Two years ago Tim wrote a great post detailing how you can get Jekyll up and running in shared hosting on Reclaim Hosting.* I’m late to this party, obviously, but playing with Grav recently led me back into Github thanks to the Github Sync plugin. I had explored Jekyll back in 2014 briefly (almost 4 years ago now, really?!), but I forgot most everything. I wanted to see if my Grav repository in Github (synced with my Grav install on Reclaim) would allow me to run the Grav files through Github pages (which is powered by Jekyll). Is this all crystal clear now? Good.

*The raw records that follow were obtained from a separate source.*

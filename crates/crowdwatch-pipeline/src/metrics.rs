//! Prometheus metrics for the pipeline.

use std::net::SocketAddr;

use metrics::{counter, gauge, histogram};
use metrics_exporter_prometheus::PrometheusBuilder;

use crate::error::{PipelineError, PipelineResult};

/// Install the Prometheus recorder and its HTTP listener.
pub fn init_metrics(addr: SocketAddr) -> PipelineResult<()> {
    PrometheusBuilder::new()
        .with_http_listener(addr)
        .install()
        .map_err(|e| PipelineError::Metrics(e.to_string()))
}

/// Metric names as constants for consistency.
pub mod names {
    // Frame metrics
    pub const FRAMES_PROCESSED_TOTAL: &str = "crowdwatch_frames_processed_total";
    pub const DECODE_FAILURES_TOTAL: &str = "crowdwatch_decode_failures_total";
    pub const DEGRADED_FRAMES_TOTAL: &str = "crowdwatch_degraded_frames_total";
    pub const FRAME_DURATION_SECONDS: &str = "crowdwatch_frame_duration_seconds";
    pub const LIVE_COUNT: &str = "crowdwatch_live_count";

    // Sequence model metrics
    pub const SEQUENCE_INVOCATIONS_TOTAL: &str = "crowdwatch_sequence_invocations_total";
    pub const SEQUENCE_FAILURES_TOTAL: &str = "crowdwatch_sequence_failures_total";
    pub const SEQUENCE_TIMEOUTS_TOTAL: &str = "crowdwatch_sequence_timeouts_total";
    pub const SEQUENCE_STALE_TOTAL: &str = "crowdwatch_sequence_stale_total";
    pub const SEQUENCE_SKIPPED_TOTAL: &str = "crowdwatch_sequence_skipped_total";

    // Status metrics
    pub const STATUS_TRANSITIONS_TOTAL: &str = "crowdwatch_status_transitions_total";
    pub const ALERTS_TOTAL: &str = "crowdwatch_alerts_total";
    pub const STREAMS_ACTIVE: &str = "crowdwatch_streams_active";
}

/// Record one processed frame.
pub fn record_frame(stream_id: &str, live_count: usize, duration_secs: f64) {
    let labels = [("stream", stream_id.to_string())];
    counter!(names::FRAMES_PROCESSED_TOTAL, &labels).increment(1);
    histogram!(names::FRAME_DURATION_SECONDS, &labels).record(duration_secs);
    gauge!(names::LIVE_COUNT, &labels).set(live_count as f64);
}

pub fn record_decode_failure(stream_id: &str) {
    let labels = [("stream", stream_id.to_string())];
    counter!(names::DECODE_FAILURES_TOTAL, &labels).increment(1);
}

pub fn record_degraded_frame(stream_id: &str) {
    let labels = [("stream", stream_id.to_string())];
    counter!(names::DEGRADED_FRAMES_TOTAL, &labels).increment(1);
}

/// Record one completed sequence call.
pub fn record_sequence(backend: &str, failed: bool, timed_out: bool) {
    let labels = [("backend", backend.to_string())];
    counter!(names::SEQUENCE_INVOCATIONS_TOTAL, &labels).increment(1);
    if failed {
        counter!(names::SEQUENCE_FAILURES_TOTAL, &labels).increment(1);
    }
    if timed_out {
        counter!(names::SEQUENCE_TIMEOUTS_TOTAL, &labels).increment(1);
    }
}

pub fn record_sequence_stale(count: u64) {
    counter!(names::SEQUENCE_STALE_TOTAL).increment(count);
}

pub fn record_sequence_skipped() {
    counter!(names::SEQUENCE_SKIPPED_TOTAL).increment(1);
}

pub fn record_status_transition(from: &str, to: &str) {
    let labels = [("from", from.to_string()), ("to", to.to_string())];
    counter!(names::STATUS_TRANSITIONS_TOTAL, &labels).increment(1);
}

pub fn record_alert(level: &str) {
    let labels = [("level", level.to_string())];
    counter!(names::ALERTS_TOTAL, &labels).increment(1);
}

/// Update active streams gauge.
pub fn set_active_streams(count: usize) {
    gauge!(names::STREAMS_ACTIVE).set(count as f64);
}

Turns out I was on a fool’s errand. Grav is a flat-file CMS, but it needs PHP to dynamically those pages as a site—which I should have understood. So it will not run on Github Pages.  Grav Sync is first and foremost for forking and collaborating on specific Grav instances (which I did understand), but I was trying to understand if those files could be seamlessly archived/translated into Jekyll given it was a repository, but I see my foolish ways now. Thank you, Tim 🙂 So while you can bring up individual pages from my Grav repository on Github, like the Welcome page:

But the site functionality of my Grav instance could not be reproduced. Lesson learned. But this did peak my interest in synching my locally installed Jekyll on Reclaim Hosting with my Jekyll on Github. So, I asked Tim and he suggested the following:

I’m not sure the exact steps but it would involve setting up the repo in Github and cloning it to your hosting account and > then you could use git commands like git pull to grab the latest from git (even setup a cron every 10-15 min to do that piece).

Turns out that was the exact approach—I wish I was that good. I took the Github repo I have at (which maps to and clone it into the jekyll folder on my Reclaim Hosting account. I made sure to run jekyll build in the folder so that it would build the site files in the _site directory. After that I pointed the DNS of the subdomain to the new directory, i.e. jekyll/ and the same site at on Github is cloned and also resolving through my shared hosting account at The two things needed to sync changes made on Github is running the following commands in the jekyll/ folder on my shared hosting (making sure you are logged into command line through your virtual Ruby environment):

git pull

and then

jekyll build

Pull in any changes and then rebuilds the site so those changes are published to _site. None of this is new by any means, I am just playing catch up. Adam Croom went down this road two years ago in order to stick a fork in the LMS using Github, and I can say from firsthand experience that wrapping your head around Github can be intense, but that’s no excuse for an ed-tech to give up:

“An Ed-Tech spends her life getting into tense situations!”
-A Github Repo Man

*This setup requires CloudLinux, which we have installed on all our shared hosting servers.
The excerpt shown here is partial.